Bajarin also suggests that while Apple's iPad has served as a supplement to existing notebooks for some users, making it easier to delay the purchase of a new system, he thinks that pent-up demand for laptop upgrades is substantial, and whether it's Ultrabooks or generic thin-and-lights that will look and smell like Ultrabooks but be priced quite a bit lower, he anticipates at least a short term positive spike in notebook sales over the next few years.

Ultrabook Laptops Are More than Just MacBook Air Clones

PC World's Melanie Pinola notes that PC Ultrabooks are sleek, super-thin laptops that often feature a sliver, wedge, or tapering design - just like the Apple MacBook Air. However, she contends that despite Ultrabooks' design similarities with Apple's ultraportable, Ultrabooks really are a unique new breed of Windows laptops, offering a distinct combination of performance, good looks, and features - some of which not available on the MacBook Air.

Nor are they necessarily copycats. Pinola observes that in 2003 - five years before Apple introduced the MacBook Air - Sony released a premium, super-thin, 1.8-pound laptop, The Vaio X505, whose enclosure tapered down to 0.4" at the front (thinner than the Air) and had the sleek metallic body found on Ultrabooks today. She also notes that the HP Envy Spectre XT, for example, has a magnesium body with a brushed design and a rubber bottom coating, while the Air uses aluminum with no pattern or bottom coating, and while even though Ultrabooks do look exactly like the MacBook Air, often there are significant differences inside. Besides running Windows, using Intel processors, and meeting the thinness requirement, laptop makers are free to adapt Intel's specifications for Ultrabooks as they see fit.

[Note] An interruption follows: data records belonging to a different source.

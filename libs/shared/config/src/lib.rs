use std::env;
use tracing::warn;

#[derive(Debug, Clone)]
pub struct AppConfig {
    /// Length of the rolling forward window, in days, that slot generation
    /// expands availability ranges over.
    pub slot_window_days: u32,
    /// Minutes past the scheduled start time before a confirmed appointment
    /// may be marked as a no-show.
    pub no_show_threshold_minutes: i64,
}

impl AppConfig {
    pub fn from_env() -> Self {
        dotenv::dotenv().ok();

        Self {
            slot_window_days: env::var("MEDBOOK_SLOT_WINDOW_DAYS")
                .ok()
                .and_then(|raw| raw.parse().ok())
                .unwrap_or_else(|| {
                    warn!("MEDBOOK_SLOT_WINDOW_DAYS not set, using default of 28");
                    28
                }),
            no_show_threshold_minutes: env::var("MEDBOOK_NO_SHOW_THRESHOLD_MINUTES")
                .ok()
                .and_then(|raw| raw.parse().ok())
                .unwrap_or_else(|| {
                    warn!("MEDBOOK_NO_SHOW_THRESHOLD_MINUTES not set, using default of 30");
                    30
                }),
        }
    }
}

impl Default for AppConfig {
    fn default() -> Self {
        Self {
            slot_window_days: 28,
            no_show_threshold_minutes: 30,
        }
    }
}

Some Ultrabooks push the dimensions of Ultrabooks with larger displays, and Ultrabooks tend to offer more I/O ports and expansion headroom and flexibility than the MacBook Air does, with options for both SSD and hybrid hard drives, the hybrid alternative increasing storage capacity in exchange for a bit of a performance hit, and some models offer discrete Nvidia graphics.